There’s nothing I enjoy more than going into the elementary school about a week or so into the school year and seeing the work of our 7-and 9-year old kids and hearing from their teachers what the class is like.

They are eager to learn, they are happy to be there. They share. They are kind. They want to do what’s right and they don’t care what the other kids look like or where they come from.

In the classroom, they’re all equal. They just want to learn about the world.

But as adults, we realize how scary that world is – and how desperately it needs to change. At least this is true for America.

As the most recent horrific event unfolded this week – the assassination on live television of two Virginia-based TV staff – it occurred to me that many Americans are living in entirely different worlds.

Geographically, ideologically, racially, economy, we are divided. Perhaps even more so than ever, because there are just so many of us and we’re filing into categories, marketing profiles of who we are.

For instance, I live in a small city that just graduated from a town, with some racial diversity, but mostly well-to-do. My roads are a mix of heavily traveled commuters to the bigger downtown and back country roads that still wind around cornfields and cemeteries. People are generally friendly, our police do well to protect us, are kind and it’s a big deal if there is a bank robbery.

Then, I see that in Missouri, just outside of St. Louis, there’s a place where my experience is not relatable. It’s like opposite day, every day. There are inner cities and rural towns and places in between all over the United States where customs, rituals, emotions and norms are completely and wholly different from each other. Not one is necessarily better than another, just radically not the same.

And we ask that everyone come together to make decisions that apply to the country as a whole. It should not surprise us – yet somehow does – that we cannot agree on a whole heck of a lot. From gun control to abortion to gambling to gay marriage, we’re trying to yell the loudest in order to sound the strongest and most convinced that our way is the best way.

Except that our way is our way and we’re there’s really only about 25 percent of our society that agrees completely on a certain issue. Think about it: we’re subdivided constantly into these groups, these regions, these states, these cities and towns, so no wonder our primary concern is us and where we live and how we perceive the right way to do something is.

Yet what is good for Baltimore might not work in Chicago. What is good for Racine, Wisconsin might not work in Little Rock, Arkansas. What needs to happen to roadways on the North side of Indianapolis may not apply to the South side of Indianapolis.
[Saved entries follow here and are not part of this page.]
//! Rule Manager - publishes synthesized rules to where they are enforced
//!
//! AST-selector rules go into the lint configuration's `rules` block by
//! inserting text right after the block opens, so the rest of the file is
//! left exactly as written. Regex rules go to the custom-rules JSON list.
//! Duplicates and a missing `rules` block are reported as `false`.

use crate::error::{Result, ResultExt};
use crate::knowledge::{DetectionKind, Rule};
use crate::storage;
use lazy_static::lazy_static;
use regex::Regex;
use std::path::{Path, PathBuf};

lazy_static! {
    static ref RULES_BLOCK: Regex =
        Regex::new(r#"(?m)["']?rules["']?\s*:\s*\{"#).expect("rules block regex is valid");
}

#[derive(Debug, Clone)]
pub struct RuleManager {
    enforcement_config: PathBuf,
    custom_rules: PathBuf,
}

impl RuleManager {
    pub fn new(enforcement_config: impl Into<PathBuf>, custom_rules: impl Into<PathBuf>) -> Self {
        Self {
            enforcement_config: enforcement_config.into(),
            custom_rules: custom_rules.into(),
        }
    }

    pub fn custom_rules_path(&self) -> &Path {
        &self.custom_rules
    }

    /// Publish a rule. `Ok(false)` when it is already active or cannot be placed.
    pub async fn activate_rule(&self, rule: &Rule) -> Result<bool> {
        let activated = match rule.implementation.kind {
            DetectionKind::AstSelector => self.inject_selector_rule(rule).await?,
            DetectionKind::Regex => self.append_custom_rule(rule).await?,
        };
        if activated {
            tracing::info!("Activated rule {} ({})", rule.id, rule.name);
        }
        Ok(activated)
    }

    pub async fn custom_rules(&self) -> Result<Vec<Rule>> {
        let rules: Option<Vec<Rule>> = storage::read_json(&self.custom_rules)
            .await
            .with_context(|| format!("Reading custom rules {}", self.custom_rules.display()))?;
        Ok(rules.unwrap_or_default())
    }

    async fn append_custom_rule(&self, rule: &Rule) -> Result<bool> {
        let mut rules = self.custom_rules().await?;
        let duplicate = rules.iter().any(|existing| {
            existing.id == rule.id
                || existing.name == rule.name
                || existing.implementation.expression == rule.implementation.expression
        });
        if duplicate {
            tracing::debug!("Rule {} already in custom rules", rule.id);
            return Ok(false);
        }
        rules.push(rule.clone());
        storage::write_json(&self.custom_rules, &rules).await?;
        Ok(true)
    }

    async fn inject_selector_rule(&self, rule: &Rule) -> Result<bool> {
        let content = match tokio::fs::read_to_string(&self.enforcement_config).await {
            Ok(content) => content,
            Err(e) if e.kind() == std::io::ErrorKind::NotFound => {
                tracing::warn!(
                    "Enforcement config {} not found; rule {} not activated",
                    self.enforcement_config.display(),
                    rule.id
                );
                return Ok(false);
            }
            Err(e) => return Err(e.into()),
        };

        let key = rule_key(rule);
        let selector = quote(&rule.implementation.expression);
        if content.contains(&format!("'{}'", key)) || content.contains(&selector) {
            tracing::debug!("Rule {} already present in enforcement config", rule.id);
            return Ok(false);
        }

        let Some(block) = RULES_BLOCK.find(&content) else {
            tracing::warn!(
                "No rules block in {}; rule {} not activated",
                self.enforcement_config.display(),
                rule.id
            );
            return Ok(false);
        };

        let entry = format!(
            "\n    '{}': ['error', {{ selector: {}, message: {} }}],",
            key,
            selector,
            quote(&rule.implementation.message)
        );
        let mut updated = String::with_capacity(content.len() + entry.len());
        updated.push_str(&content[..block.end()]);
        updated.push_str(&entry);
        updated.push_str(&content[block.end()..]);

        tokio::fs::write(&self.enforcement_config, updated).await?;
        Ok(true)
    }
}

/// Key under which a rule is registered in the lint config
fn rule_key(rule: &Rule) -> String {
    rule.rule_id.clone().unwrap_or_else(|| rule.id.clone())
}

/// Double-quoted JS string literal
fn quote(text: &str) -> String {
    format!("\"{}\"", text.replace('\\', "\\\\").replace('"', "\\\""))
}

#[cfg(test)]
mod tests {
    use super::*;
    use crate::knowledge::{Enforcement, RuleImplementation, RuleSource, Severity};
    use crate::types::now;

    fn rule(id: &str, kind: DetectionKind, expression: &str) -> Rule {
        Rule {
            id: id.to_string(),
            name: format!("rsi/{}", id),
            source: RuleSource::RsiSynthesized,
            enforcement: Enforcement::Automated,
            rule_id: None,
            description: String::new(),
            severity: Severity::Medium,
            implementation: RuleImplementation {
                kind,
                expression: expression.to_string(),
                message: "Validate API responses".to_string(),
            },
            pattern_id: Some("TypeScript-api".to_string()),
            created_at: now(),
            deprecated: false,
        }
    }

    const ESLINTRC: &str = "module.exports = {\n  extends: ['eslint:recommended'],\n  rules: {\n    'no-console': 'warn',\n  },\n};\n";

    #[tokio::test]
    async fn selector_rule_is_inserted_once() {
        let dir = tempfile::tempdir().unwrap();
        let config = dir.path().join(".eslintrc.js");
        tokio::fs::write(&config, ESLINTRC).await.unwrap();
        let manager = RuleManager::new(&config, dir.path().join("custom-rules.json"));

        let r = rule(
            "rsi-typescript-api",
            DetectionKind::AstSelector,
            "CallExpression[callee.name='fetchUser']",
        );
        assert!(manager.activate_rule(&r).await.unwrap());
        assert!(!manager.activate_rule(&r).await.unwrap());

        let content = tokio::fs::read_to_string(&config).await.unwrap();
        assert_eq!(content.matches("rsi-typescript-api").count(), 1);
        assert!(content.contains(
            "'rsi-typescript-api': ['error', { selector: \"CallExpression[callee.name='fetchUser']\", message: \"Validate API responses\" }],"
        ));
        // Everything else is untouched.
        assert!(content.starts_with("module.exports = {\n  extends: ['eslint:recommended'],\n  rules: {\n"));
        assert!(content.ends_with("    'no-console': 'warn',\n  },\n};\n"));
    }

    #[tokio::test]
    async fn missing_injection_point_is_not_an_error() {
        let dir = tempfile::tempdir().unwrap();
        let config = dir.path().join(".eslintrc.js");
        tokio::fs::write(&config, "module.exports = { extends: [] };\n").await.unwrap();
        let manager = RuleManager::new(&config, dir.path().join("custom-rules.json"));

        let r = rule("rsi-x", DetectionKind::AstSelector, "CallExpression[callee.name='x']");
        assert!(!manager.activate_rule(&r).await.unwrap());

        let absent = RuleManager::new(dir.path().join("nope.js"), dir.path().join("c.json"));
        assert!(!absent.activate_rule(&r).await.unwrap());
    }

    #[tokio::test]
    async fn regex_rules_go_to_custom_list_deduplicated() {
        let dir = tempfile::tempdir().unwrap();
        let manager = RuleManager::new(dir.path().join(".eslintrc.js"), dir.path().join("custom-rules.json"));

        assert!(manager
            .activate_rule(&rule("rsi-a", DetectionKind::Regex, r"res\.data\.user"))
            .await
            .unwrap());
        // Same expression under another id is still a duplicate.
        assert!(!manager
            .activate_rule(&rule("rsi-b", DetectionKind::Regex, r"res\.data\.user"))
            .await
            .unwrap());

        let rules = manager.custom_rules().await.unwrap();
        assert_eq!(rules.len(), 1);
        assert_eq!(rules[0].id, "rsi-a");
    }

    #[test]
    fn quoted_strings_escape_quotes() {
        assert_eq!(quote(r#"a "b" \c"#), r#""a \"b\" \\c""#);
    }
}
We’re so busy coming up with solutions that we’re neglected the root of the questions.

Meanwhile, the big machine believes it has us pegged. Search for something on Google, it shows up for three weeks in your Facebook ad space. It thinks it knows you.

We barely know ourselves. And we don’t apply all our norms and customs accordingly when it doesn’t serve our needs.

Some of us have jobs in a corporate type setting where it would be impermissible and grounds for firing should we use personal e-mail accounts to conduct business. Yet Hilary Clinton can do it and those who support her make outlandish cases why it was OK, why it was justified and why those who question it are out of line and risking national security. Why? Because they want her to win the presidential election in 2016.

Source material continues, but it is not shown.